Marfa Dialogues was co-founded in 2010 by Fairfax Dorn of Ballroom Marfa, a leading contemporary arts center in Far West Texas, and Hamilton Fish of The Public Concern Foundation (PCF), a New York non-profit devoted to the advancement of public education around social and political topics. Marfa Dialogues was originally conceived as a symposium to broaden public exploration of the intersection of art, politics and culture. The first Marfa Dialogues addressed issues of the US-Mexico border region where Ballroom Marfa was founded in 2003. The symposium ran simultaneously with the Ballroom Marfa exhibition In Lieu of Unity.

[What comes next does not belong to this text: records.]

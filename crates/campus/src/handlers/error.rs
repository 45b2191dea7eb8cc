use axum::{
    extract::rejection::{JsonRejection, PathRejection, QueryRejection},
    http::StatusCode,
    response::{IntoResponse, Response},
    Json,
};
use serde::Serialize;
use thiserror::Error;

use campus_core::school::{service_error_to_status_code, FieldError, ServiceError};

/// Error returned by every API handler.
///
/// Renders as `{success: false, message}`, plus `errors` for validation
/// failures.
#[derive(Debug, Error)]
pub enum AppError {
    #[error(transparent)]
    Service(#[from] ServiceError),
    #[error("{0}")]
    Forbidden(String),
    #[error("{0}")]
    BadRequest(String),
    #[error("failed to encode response: {0}")]
    Encode(#[from] serde_json::Error),
}

#[derive(Serialize)]
struct ErrorBody<'a> {
    success: bool,
    message: &'a str,
    #[serde(skip_serializing_if = "Option::is_none")]
    errors: Option<&'a [FieldError]>,
}

impl IntoResponse for AppError {
    fn into_response(self) -> Response {
        let status = match &self {
            AppError::Service(err) => StatusCode::from_u16(service_error_to_status_code(err))
                .unwrap_or(StatusCode::INTERNAL_SERVER_ERROR),
            AppError::Forbidden(_) => StatusCode::FORBIDDEN,
            AppError::BadRequest(_) => StatusCode::BAD_REQUEST,
            AppError::Encode(_) => StatusCode::INTERNAL_SERVER_ERROR,
        };

        let message = if status.is_server_error() {
            tracing::error!(error = %self, status = status.as_u16(), "Request failed");
            if status == StatusCode::SERVICE_UNAVAILABLE {
                "Service unavailable".to_string()
            } else {
                "Internal server error".to_string()
            }
        } else {
            tracing::warn!(error = %self, status = status.as_u16(), "Request rejected");
            self.to_string()
        };

        let errors = match &self {
            AppError::Service(ServiceError::Validation(err)) => Some(err.errors.as_slice()),
            _ => None,
        };

        let body = ErrorBody {
            success: false,
            message: &message,
            errors,
        };
        (status, Json(body)).into_response()
    }
}

impl From<JsonRejection> for AppError {
    fn from(rejection: JsonRejection) -> Self {
        Self::BadRequest(rejection.body_text())
    }
}

impl From<QueryRejection> for AppError {
    fn from(rejection: QueryRejection) -> Self {
        Self::BadRequest(rejection.body_text())
    }
}

impl From<PathRejection> for AppError {
    fn from(rejection: PathRejection) -> Self {
        Self::BadRequest(rejection.body_text())
    }
}

#[cfg(test)]
mod tests {
    use super::*;
    use campus_core::storage::RepositoryError;
    use http_body_util::BodyExt;

    async fn render(error: AppError) -> (StatusCode, serde_json::Value) {
        let response = error.into_response();
        let status = response.status();
        let body = response.into_body().collect().await.unwrap().to_bytes();
        (status, serde_json::from_slice(&body).unwrap())
    }

    #[tokio::test]
    async fn test_validation_lists_fields() {
        let error = ServiceError::validation("latitude", "latitude must be between -90 and 90");
        let (status, body) = render(error.into()).await;

        assert_eq!(status, StatusCode::BAD_REQUEST);
        assert_eq!(body["success"], false);
        assert_eq!(body["errors"][0]["field"], "latitude");
    }

    #[tokio::test]
    async fn test_not_found_has_no_errors_field() {
        let (status, body) = render(ServiceError::not_found("Term", "t-1").into()).await;

        assert_eq!(status, StatusCode::NOT_FOUND);
        assert_eq!(body["message"], "Term not found: t-1");
        assert!(body.get("errors").is_none());
    }

    #[tokio::test]
    async fn test_storage_failures_are_masked() {
        let error = ServiceError::Storage(RepositoryError::QueryFailed("no such table".into()));
        let (status, body) = render(error.into()).await;
        assert_eq!(status, StatusCode::INTERNAL_SERVER_ERROR);
        assert_eq!(body["message"], "Internal server error");

        let error = ServiceError::Storage(RepositoryError::ConnectionFailed("refused".into()));
        let (status, body) = render(error.into()).await;
        assert_eq!(status, StatusCode::SERVICE_UNAVAILABLE);
        assert_eq!(body["message"], "Service unavailable");
    }

    #[tokio::test]
    async fn test_conflict_keeps_message() {
        let (status, body) =
            render(ServiceError::Conflict("already clocked in today".into()).into()).await;
        assert_eq!(status, StatusCode::CONFLICT);
        assert_eq!(body["message"], "already clocked in today");
    }
}
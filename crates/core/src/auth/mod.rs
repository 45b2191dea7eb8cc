mod error;
mod functions;
mod traits;
mod types;

pub use error::AuthError;
pub use functions::{
    calculate_expiry, generate_session_id, is_session_expired, parse_bearer, SESSION_ID_LEN,
};
pub use traits::{Result, SessionRepository};
pub use types::{Session, SessionId};
use std::time::Duration;

use crate::error::AuthError;

const MIN_SECRET_LEN: usize = 32;

/// Complete auth configuration.
#[derive(Debug, Clone)]
pub struct AuthConfig {
    /// HMAC secret used to sign bearer tokens.
    pub jwt_secret: String,
    pub jwt_ttl: Duration,
    /// Clock skew tolerated when checking token expiry.
    pub jwt_leeway_secs: i64,
    pub session_ttl: Duration,
    pub cookie_name: String,
    pub cookie_secure: bool,
    /// bcrypt work factor for new password hashes.
    pub bcrypt_cost: u32,
}

impl AuthConfig {
    /// Creates a configuration with default lifetimes around a signing secret.
    pub fn new(jwt_secret: impl Into<String>) -> Self {
        Self {
            jwt_secret: jwt_secret.into(),
            jwt_ttl: Duration::from_secs(24 * 60 * 60),
            jwt_leeway_secs: 30,
            session_ttl: Duration::from_secs(7 * 24 * 60 * 60),
            cookie_name: "session".to_string(),
            cookie_secure: true,
            bcrypt_cost: bcrypt::DEFAULT_COST,
        }
    }

    /// Load from environment variables.
    ///
    /// # Environment Variables
    ///
    /// - `JWT_SECRET`: Token signing secret, at least 32 bytes (required)
    /// - `JWT_TTL_HOURS`: Bearer token lifetime in hours (default: 24)
    /// - `SESSION_TTL_DAYS`: Session TTL in days (default: 7)
    /// - `COOKIE_SECURE`: Whether to set secure flag on cookies (default: true)
    /// - `BCRYPT_COST`: bcrypt work factor (default: 12)
    ///
    /// # Errors
    ///
    /// Returns an error if `JWT_SECRET` is missing or too short.
    pub fn from_env() -> Result<Self, AuthError> {
        let jwt_secret = std::env::var("JWT_SECRET")
            .map_err(|_| AuthError::Config("JWT_SECRET must be set".to_string()))?;

        if jwt_secret.len() < MIN_SECRET_LEN {
            return Err(AuthError::Config(format!(
                "JWT_SECRET must be at least {} bytes",
                MIN_SECRET_LEN
            )));
        }

        let mut config = Self::new(jwt_secret);

        if let Some(hours) = env_parse::<u64>("JWT_TTL_HOURS") {
            config.jwt_ttl = Duration::from_secs(hours * 60 * 60);
        }

        if let Some(days) = env_parse::<u64>("SESSION_TTL_DAYS") {
            config.session_ttl = Duration::from_secs(days * 24 * 60 * 60);
        }

        config.cookie_secure = std::env::var("COOKIE_SECURE")
            .map(|v| v == "true" || v == "1")
            .unwrap_or(true);

        if let Some(cost) = env_parse::<u32>("BCRYPT_COST") {
            config.bcrypt_cost = cost;
        }

        Ok(config)
    }
}

fn env_parse<T: std::str::FromStr>(name: &str) -> Option<T> {
    std::env::var(name).ok().and_then(|s| s.parse().ok())
}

In 2012, with the support of an AIC grant from the Robert Rauschenberg Foundation, the second Marfa Dialogues program considered the science and culture of climate change, with Michael Pollan, Rebecca Solnit and Dr. Diana Liverman leading discussions concurrently with Carbon 13, a visual arts exhibition curated by David Buckland of Cape Farewell and presented at Ballroom Marfa.

“We found that the participation of artists in the public discussion of climate change – and in general in the public examination of all social issues – expanded the conversation and made it more accessible,” said Hamilton Fish, President of PCF and co-founder of Marfa Dialogues.

“Marfa Dialogues generated a tremendous public response in rural Texas,” said Fairfax Dorn, co-founder of Marfa Dialogues and Executive Director of Ballroom Marfa. “Our next step was to bring the project to New York, to inspire arts organizations here to engage the challenge of climate change in their work, and The Rauschenberg Foundation made that possible.”

“It was only one year ago we collaborated with the Warhol Foundation and Lambent Foundation to provide emergency grants following Superstorm Sandy. Now collaborating with Ballroom Marfa and the Public Concern Foundation allows us to address this problem of climate change proactively,” said Christy MacLear, Executive Director of The Rauschenberg Foundation. “Bob was an evangelist for environmental concerns early on, and through Marfa Dialogues/NY we can help extend this important discussion within the arts community and to the larger public.”

Marfa Dialogues/NY will produce a website featuring a calendar of these events taking place in NYC during the run of the project, as well as providing ongoing context and discussion for participants.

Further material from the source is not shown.